¿Algunas vez imaginaste ver a un latino impartiendo clases en Japón? ¡De seguro que no fue así! Pues en esta oportunidad te contaremos la historia de un joven Mexicano llamado Azael May, el cual será futuro profesor en la ciudad de Tokio.

La buena noticia es que cuando hayas terminado de ver esto, entenderás que no hay fronteras que separan los sueños siempre y cuando estés dispuesto a luchar por alcanzarlo. ¿Quieres saber de qué se trata? Mira hasta el final… y no olvides contarnos tu opinión en los comentarios. 🙂 

Futuro profesor en Tokio.

A los catorce años, dejó la casa de sus papás, en Huajuapan de León, Oaxaca, para vivir y estudiar en la preparatoria de Chapingo así como David, su hermano gemelo.

Desde el instante en que ingresó a esta academia su vida cambió, puesto que merced al sistema de becas de la universidad que incluye nutrición.

Colegiatura y un importe mensual por alojamiento, pudo finalizar sus estudios a pesar de que el panorama era bastante difícil con cuatro hermanos.
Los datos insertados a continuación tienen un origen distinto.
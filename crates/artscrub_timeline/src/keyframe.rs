// SPDX-License-Identifier: MIT OR Apache-2.0
//! Keyframe definitions for the timeline.
//!
//! A [`KeyframeTrack`] is a step function over the scrub axis: querying a
//! time returns the latest keyframe at or before it, and nothing before the
//! first keyframe. Values between keyframes are never interpolated here;
//! smoothing happens in the entity's easing state.

use serde::{Deserialize, Serialize};
use std::ops::{Add, Sub};

/// Center of an artwork in origin-centered canvas coordinates
#[derive(Debug, Clone, Copy, PartialEq, Default, Serialize, Deserialize)]
pub struct Position {
    /// Horizontal coordinate
    pub x: f32,
    /// Vertical coordinate
    pub y: f32,
}

impl Position {
    /// Create a new position
    pub const fn new(x: f32, y: f32) -> Self {
        Self { x, y }
    }
}

impl Add for Position {
    type Output = Position;

    fn add(self, rhs: Position) -> Position {
        Position::new(self.x + rhs.x, self.y + rhs.y)
    }
}

impl Sub for Position {
    type Output = Position;

    fn sub(self, rhs: Position) -> Position {
        Position::new(self.x - rhs.x, self.y - rhs.y)
    }
}

/// Rendered extent of an artwork
#[derive(Debug, Clone, Copy, PartialEq, Default, Serialize, Deserialize)]
pub struct Size {
    /// Width in canvas units
    pub width: f32,
    /// Height in canvas units
    pub height: f32,
}

impl Size {
    /// Create a new size
    pub const fn new(width: f32, height: f32) -> Self {
        Self { width, height }
    }
}

/// Rotation in degrees
#[derive(Debug, Clone, Copy, PartialEq, PartialOrd, Default, Serialize, Deserialize)]
#[serde(transparent)]
pub struct Rotation(pub f32);

impl Rotation {
    /// Angle in degrees
    pub fn degrees(self) -> f32 {
        self.0
    }
}

/// Opaque reference to an image owned by the renderer
#[derive(Debug, Clone, PartialEq, Eq, Hash, Serialize, Deserialize)]
#[serde(transparent)]
pub struct ImageHandle(pub String);

impl ImageHandle {
    /// Create a handle from a path or key
    pub fn new(key: impl Into<String>) -> Self {
        Self(key.into())
    }

    /// The key the renderer resolves
    pub fn as_str(&self) -> &str {
        &self.0
    }
}

/// Interpolation utilities
pub struct Interpolation;

impl Interpolation {
    /// Linear interpolation between two floats
    pub fn lerp(a: f32, b: f32, t: f32) -> f32 {
        a + (b - a) * t
    }
}

/// Numeric attribute values that can converge toward a target.
///
/// `blend` moves `self` by `progress` of the remaining distance to `target`.
/// A progress of `1.0` lands on the target up to float rounding.
pub trait Blend: Copy + PartialEq {
    /// Blend toward `target`
    fn blend(self, target: Self, progress: f32) -> Self;
}

impl Blend for Position {
    fn blend(self, target: Self, progress: f32) -> Self {
        Position::new(
            Interpolation::lerp(self.x, target.x, progress),
            Interpolation::lerp(self.y, target.y, progress),
        )
    }
}

impl Blend for Size {
    fn blend(self, target: Self, progress: f32) -> Self {
        Size::new(
            Interpolation::lerp(self.width, target.width, progress),
            Interpolation::lerp(self.height, target.height, progress),
        )
    }
}

impl Blend for Rotation {
    fn blend(self, target: Self, progress: f32) -> Self {
        Rotation(Interpolation::lerp(self.0, target.0, progress))
    }
}

/// A keyframe in a track
#[derive(Debug, Clone, PartialEq, Serialize, Deserialize)]
pub struct Keyframe<V> {
    /// Position on the scrub axis
    pub time: f32,
    /// Value at this keyframe
    pub value: V,
}

impl<V> Keyframe<V> {
    /// Create a new keyframe
    pub fn new(time: f32, value: V) -> Self {
        Self { time, value }
    }
}

/// Why a track's timestamps cannot be used as a step axis
#[derive(Debug, Clone, Copy, PartialEq, Eq)]
pub enum OrderDefect {
    /// Timestamp is NaN or infinite
    NonFinite(usize),
    /// Timestamp is smaller than its predecessor
    Decreasing(usize),
}

/// An ordered, timestamp-indexed sequence of attribute values.
///
/// Timestamps are expected to be non-decreasing; equal timestamps resolve to
/// the keyframe ingested last. Ordering is checked by the owning entity at
/// construction, not on every push.
#[derive(Debug, Clone, PartialEq, Serialize, Deserialize)]
#[serde(transparent)]
pub struct KeyframeTrack<V> {
    keyframes: Vec<Keyframe<V>>,
}

impl<V> Default for KeyframeTrack<V> {
    fn default() -> Self {
        Self::new()
    }
}

impl<V> KeyframeTrack<V> {
    /// Create an empty track
    pub fn new() -> Self {
        Self {
            keyframes: Vec::new(),
        }
    }

    /// Create a track from keyframes in ingestion order
    pub fn from_keyframes(keyframes: Vec<Keyframe<V>>) -> Self {
        Self { keyframes }
    }

    /// Append a keyframe
    pub fn push(&mut self, time: f32, value: V) {
        self.keyframes.push(Keyframe::new(time, value));
    }

    /// Index of the latest keyframe whose time is at or before `time`.
    ///
    /// Returns `None` when `time` precedes the first keyframe.
    pub fn step_index(&self, time: f32) -> Option<usize> {
        self.keyframes
            .partition_point(|k| k.time <= time)
            .checked_sub(1)
    }

    /// Value held at `time`
    pub fn step_value(&self, time: f32) -> Option<&V> {
        self.step_index(time).and_then(|idx| self.value_at(idx))
    }

    /// Value of the keyframe at `index`
    pub fn value_at(&self, index: usize) -> Option<&V> {
        self.keyframes.get(index).map(|k| &k.value)
    }

    /// Timestamp of the keyframe at `index`
    pub fn time_at(&self, index: usize) -> Option<f32> {
        self.keyframes.get(index).map(|k| k.time)
    }

    /// Overwrite the value of the earliest keyframe.
    ///
    /// This is the only mutation allowed during playback. Returns the value
    /// it replaced, or `None` on an empty track.
    pub fn commit_as_origin(&mut self, value: V) -> Option<V> {
        self.keyframes
            .first_mut()
            .map(|k| std::mem::replace(&mut k.value, value))
    }

    /// Check that timestamps are finite and non-decreasing
    pub fn check_order(&self) -> Result<(), OrderDefect> {
        let mut previous = f32::NEG_INFINITY;
        for (idx, kf) in self.keyframes.iter().enumerate() {
            if !kf.time.is_finite() {
                return Err(OrderDefect::NonFinite(idx));
            }
            if kf.time < previous {
                return Err(OrderDefect::Decreasing(idx));
            }
            previous = kf.time;
        }
        Ok(())
    }

    /// First and last timestamp
    pub fn time_range(&self) -> Option<(f32, f32)> {
        Some((self.keyframes.first()?.time, self.keyframes.last()?.time))
    }

    /// Timestamps in track order
    pub fn times(&self) -> impl Iterator<Item = f32> + '_ {
        self.keyframes.iter().map(|k| k.time)
    }

    /// Get all keyframes
    pub fn keyframes(&self) -> &[Keyframe<V>] {
        &self.keyframes
    }

    /// Get keyframe count
    pub fn len(&self) -> usize {
        self.keyframes.len()
    }

    /// Whether the track has no keyframes
    pub fn is_empty(&self) -> bool {
        self.keyframes.is_empty()
    }
}

impl<V> FromIterator<(f32, V)> for KeyframeTrack<V> {
    fn from_iter<I: IntoIterator<Item = (f32, V)>>(iter: I) -> Self {
        Self {
            keyframes: iter
                .into_iter()
                .map(|(time, value)| Keyframe::new(time, value))
                .collect(),
        }
    }
}
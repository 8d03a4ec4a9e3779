use std::fs;
use std::path::{Path, PathBuf};

use lettre::address::Envelope;
use lettre::message::header::{ContentTransferEncoding, ContentType};
use lettre::message::{Attachment, Body, Mailbox, MultiPart, SinglePart};
use lettre::Message;
use log::debug;

use crate::error::{AttachmentError, SendError};
use crate::mail_sender::address::Address;

/// Every attachment is sent with this generic content type.
pub const ATTACHMENT_CONTENT_TYPE: &str = "application/octet-stream";

#[derive(Debug, Clone, Copy, PartialEq, Eq, Default)]
pub enum BodyKind {
    #[default]
    Plain,
    Html,
}

#[derive(Debug, Clone)]
pub struct Sender {
    pub address: Address,
    pub name: Option<String>,
}

/// Validated inputs for one outgoing message.
#[derive(Debug, Clone)]
pub struct Draft<'a> {
    pub sender: Sender,
    pub recipient: Address,
    pub cc: Vec<Address>,
    pub bcc: Vec<Address>,
    pub subject: &'a str,
    pub body: &'a str,
    pub kind: BodyKind,
    pub attachments: &'a [PathBuf],
}

/// A file read from disk, ready to be encoded into the message.
#[derive(Debug)]
pub struct AttachmentFile {
    pub filename: String,
    pub content: Vec<u8>,
}

#[derive(Debug, Clone, PartialEq, Eq)]
pub struct AttachmentInfo {
    pub filename: String,
    pub size: usize,
}

/// The assembled message plus the envelope it is submitted with.
///
/// Blind copies only exist in the envelope: the headers carry the primary
/// recipient and the CC list.
#[derive(Debug, Clone)]
pub struct OutboundMessage {
    sender: Address,
    recipients: Vec<Address>,
    attachments: Vec<AttachmentInfo>,
    message: Message,
}

impl OutboundMessage {
    pub fn sender(&self) -> &Address {
        &self.sender
    }

    /// Primary recipient, then CC, then BCC.
    pub fn recipients(&self) -> &[Address] {
        &self.recipients
    }

    pub fn attachments(&self) -> &[AttachmentInfo] {
        &self.attachments
    }

    pub fn as_lettre(&self) -> &Message {
        &self.message
    }

    /// The message exactly as it goes over the wire.
    pub fn formatted(&self) -> Vec<u8> {
        self.message.formatted()
    }
}

/// Checks existence and size, then reads the whole file.
pub fn load_attachment(path: &Path, max_bytes: u64) -> Result<AttachmentFile, AttachmentError> {
    let metadata = match fs::metadata(path) {
        Ok(metadata) if metadata.is_file() => metadata,
        _ => return Err(AttachmentError::NotFound(path.to_path_buf())),
    };
    if metadata.len() > max_bytes {
        return Err(AttachmentError::TooLarge {
            path: path.to_path_buf(),
            limit_mb: max_bytes / (1024 * 1024),
        });
    }

    let content = fs::read(path).map_err(|source| AttachmentError::Read {
        path: path.to_path_buf(),
        source,
    })?;
    let filename = path
        .file_name()
        .map(|name| name.to_string_lossy().into_owned())
        .unwrap_or_else(|| "attachment".to_string());
    debug!("-- attached {} ({} bytes)", filename, content.len());

    Ok(AttachmentFile { filename, content })
}

/// All attachments are loaded before anything is assembled, so one bad
/// path fails the whole message up front.
pub fn build_message(draft: Draft<'_>, max_attachment_bytes: u64) -> Result<OutboundMessage, SendError> {
    let files = draft
        .attachments
        .iter()
        .map(|path| load_attachment(path, max_attachment_bytes))
        .collect::<Result<Vec<_>, _>>()?;

    let recipients: Vec<Address> = std::iter::once(draft.recipient.clone())
        .chain(draft.cc.iter().cloned())
        .chain(draft.bcc.iter().cloned())
        .collect();
    let envelope = Envelope::new(
        Some(draft.sender.address.as_lettre().clone()),
        recipients.iter().map(|a| a.as_lettre().clone()).collect(),
    )
    .map_err(|e| SendError::Build(e.to_string()))?;

    let mut builder = Message::builder()
        .from(Mailbox::new(
            draft.sender.name.clone(),
            draft.sender.address.as_lettre().clone(),
        ))
        .to(Mailbox::new(None, draft.recipient.as_lettre().clone()))
        .subject(draft.subject)
        .envelope(envelope);
    for cc in &draft.cc {
        builder = builder.cc(Mailbox::new(None, cc.as_lettre().clone()));
    }

    let text = match draft.kind {
        BodyKind::Plain => SinglePart::plain(draft.body.to_string()),
        BodyKind::Html => SinglePart::html(draft.body.to_string()),
    };
    let mut multipart = MultiPart::mixed().singlepart(text);

    let content_type =
        ContentType::parse(ATTACHMENT_CONTENT_TYPE).map_err(|e| SendError::Build(e.to_string()))?;
    let mut attachments = Vec::with_capacity(files.len());
    for file in files {
        attachments.push(AttachmentInfo {
            filename: file.filename.clone(),
            size: file.content.len(),
        });
        let body = Body::new_with_encoding(file.content, ContentTransferEncoding::Base64)
            .map_err(|_| SendError::Build(format!("cannot encode {}", file.filename)))?;
        multipart =
            multipart.singlepart(Attachment::new(file.filename).body(body, content_type.clone()));
    }

    let message = builder
        .multipart(multipart)
        .map_err(|e| SendError::Build(e.to_string()))?;

    Ok(OutboundMessage {
        sender: draft.sender.address,
        recipients,
        attachments,
        message,
    })
}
«Haber ingresado a Chapingo fue un factor muy importante para desarrollarme tanto académica como personalmente:

Me ayudó a formar mi carácter y me proporcionó las herramientas para crecer no sólo en la carrera, sino también en el aprendizaje de idiomas, en los deportes “tae kwon do y basquetbol”, así como en brindarme la oportunidad de seguir estudiando», dice.

May estudió inglés formalmente hasta la prepa, y en la universidad cursó seis semestres de nipón.

En dos mil cinco, a lo largo del último año de la carrera, hizo una estancia preprofesional en NODAI, y en dos mil diez retornó a la capital nipona a estudiar sus postgrados, becado por el Gobierno japonés.

“El reto más grande es el idioma y la cultura japonés, acoplarse a una sociedad que difiere mucho de la de México. Aún batallo con el idioma, aunque he mejorado desde que empecé a trabajar, porque mis estudios de posgrado fueron en inglés.”

Aparte de trabajar en el país nipón como estudioso en NODAI, Azael regula Re-Ideando el país nipón, un programa gubernativo que busca estrechar los nudos de colaboración académica entre la corporación japonesa y diferentes universidades sudamericanas.

El joven agrónomo cuenta que ha tenido una vida de sacrificios al estar lejos de su familia, más asimismo ha sido de satisfacciones, en tanto que en el país nipón conoció a su esposa con quien tiene un hijo.

Pese al éxito profesional que rodea a Azael, no descarta volver a México en el dos mil veinte, cuando concluya su estancia, y cooperar en la capacitación de más ingenieros agrónomos de Chapingo.

Fuente: argumentopolitico

Las oportunidades que las vida nos da hay que saber aprovecharlas, para sacar absolutamente lo mejor de ellas, y esto fue lo que este joven decidió hacer.